This ideal-access scenario is incapable of leveraging concurrency to minimize latency, even though the strategy is likely to minimize the number of file-system requests and produce high overall throughput. For Parquet libraries that take a naive-access approach and do not explicitly minimize the number of read calls, the read_parquet operation is likely to suffer from high latency and low overall throughput!

At this point, we’ve established that the I/O library is unable to take advantage of file-system concurrency after the file is already opened for reading. What is even more important to consider is that the default read-ahead caching strategy can degrade the observed performance even further when partial I/O is involved.
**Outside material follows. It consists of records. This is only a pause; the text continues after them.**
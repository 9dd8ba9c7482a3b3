//! Arcade Core - session engine for a hub of arcade mini-games
//!
//! Core modules:
//! - `sim`: Deterministic simulation (collisions, motion, grid, search, phases)
//! - `policy`: Privileged-mode flag and per-rule overrides
//! - `session`: Per-game aggregate root, intents and snapshots
//! - `scheduler`: Frame scheduler (one pending tick, synchronous cancel)
//! - `settings`: Data-driven game configuration
//! - `highscores`: In-memory best score per game

pub mod highscores;
pub mod policy;
pub mod scheduler;
pub mod session;
pub mod settings;
pub mod sim;

pub use highscores::HighScores;
pub use policy::{PrivilegedMode, Tuned};
pub use scheduler::FrameScheduler;
pub use session::{ContinuousConfig, GameConfig, GameId, GameSession, Intent, Session, Snapshot, View};
pub use settings::{Settings, SettingsError};

/// Engine configuration constants
pub mod consts {
    /// Default frame cadence for continuous games (60 Hz)
    pub const FRAME_HZ: u32 = 60;
    /// Maximum ticks run per pump to prevent spiral of death
    pub const MAX_SUBSTEPS: u32 = 8;
    /// Elapsed time clamp per pump (seconds)
    pub const MAX_FRAME_SECS: f32 = 0.1;
}

/// Seconds per tick for a given frame rate
#[inline]
pub fn frame_dt(hz: u32) -> f32 {
    1.0 / hz.max(1) as f32
}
This is because the inherent assumption of read-ahead caching is that sequential file accesses are likely to be contiguous.

Figure 3 shows that read-ahead caching is likely to transfer about 20 MB of unnecessary data, 5 MB of read-ahead for each row-group.

Using read-ahead caching to load a subset of columns from a Parquet file will result in unnecessary data transfer. — *Figure 3. Comparison of the read-ahead and cache-free file-access strategies in* fsspec

As you see in the following performance results, the benefit of disabled caching over read-ahead caching is dependent on both the engine used within read_parquet and the specific storage system.

If the engine already includes format-aware optimizations to move the necessary byte ranges into local memory (that is, pyarrow and fastparquet), then the no-caching option is likely the better choice. When the engine assumes local file access is fast (cuDF), some form of fsspec-level caching may be critical.

In either case, the engine is unable to begin the transfer of the required byte ranges until after the fsspec file object is created. It is limited by the additive latency of sequential data transfer.

Now that we’ve established a high-level understanding of both default and cache-free AbstractBufferedFile behavior within a typical read_parquet call, we can now explain the two general optimizations used by open_parquet_file to improve overall read throughput.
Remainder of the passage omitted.